L'UE n'est pas toujours dévouée à la Serbie

Natasa a persécuté, fondateur du Fonds pour le droit humanitaire (FDH), qui a été longtemps pris avec le dossier des crimes de Serbie au Kosovo, aussi stocker l'acte d'accusation contre les généraux serbes impliqués dans des crimes, a la conviction que les engagements de l'UE envers la Serbie n'ont pas toujours été exécutés sur la [...]
“Cependant, il y a eu des conditions pour la Serbie, la Croatie, dans certains cas même pour la Bosnie, mais pas pour le Kosovo. Maintenant que l'Union européenne n'a pas le pouvoir de s'occuper de ce”, elle a dit qu'elle a persécuté sous le panneau “carota et qu'elle s'en tient au dévouement européen dans la réalité politique en Europe du Sud-Est”, dans le cadre de la série de Samites pour les Balkans occidentaux à Pristina.

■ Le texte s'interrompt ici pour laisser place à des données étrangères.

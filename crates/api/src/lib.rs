//! HTTP API layer with Axum routes.
//!
//! This crate provides:
//! - Upload routes for avatars, covers and chapter pages
//! - Delete and info routes addressing files by URL
//! - Static serving of the local storage root under `/files/`

pub mod error;
pub mod routes;

use axum::Router;
use axum::extract::DefaultBodyLimit;
use inkpress_storage::StorageService;
use tower_http::cors::{Any, CorsLayer};
use tower_http::services::ServeDir;
use tower_http::trace::TraceLayer;
use tracing::info;

pub use error::{ApiError, ApiResult, ErrorResponse};

/// Application state shared across handlers.
#[derive(Clone)]
pub struct AppState {
    /// Storage backend selected at startup.
    pub storage: StorageService,
}

/// Creates the main application router.
///
/// Request bodies are capped at `max_body_bytes`. When the local backend is
/// active its root is served under `/files/`.
pub fn create_router(state: AppState, max_body_bytes: usize) -> Router {
    let mut router = Router::new().nest("/api/v1", routes::api_routes());

    if let Some(root) = state.storage.local_root() {
        info!(root = %root.display(), "Serving local uploads under /files");
        router = router.nest_service("/files", ServeDir::new(root));
    }

    router
        .layer(DefaultBodyLimit::max(max_body_bytes))
        .layer(TraceLayer::new_for_http())
        .layer(
            CorsLayer::new()
                .allow_origin(Any)
                .allow_methods(Any)
                .allow_headers(Any),
        )
        .with_state(state)
}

Selon elle, les instruments de l'UE pour le Kosovo et la Serbie devraient contribuer à la construction de la paix et à l'avenir des Balkans occidentaux.
Mais il m'a persécuté pour penser que la réconciliation est difficile à réaliser sans traiter avec le passé. Se référant à l'approche adoptée par l'État serbe à l'égard des généraux condamnés pour crimes de guerre, Persécuté a souligné que les victimes ne peuvent pas être parlées et que ceux qui ont causé des guerres sont également honorés.
Quand nous sommes à la réconciliation, nous n'avons pas vu qu'elle n'était si active ni la société civile ni tout n'est fait par les États concernés, persécutés.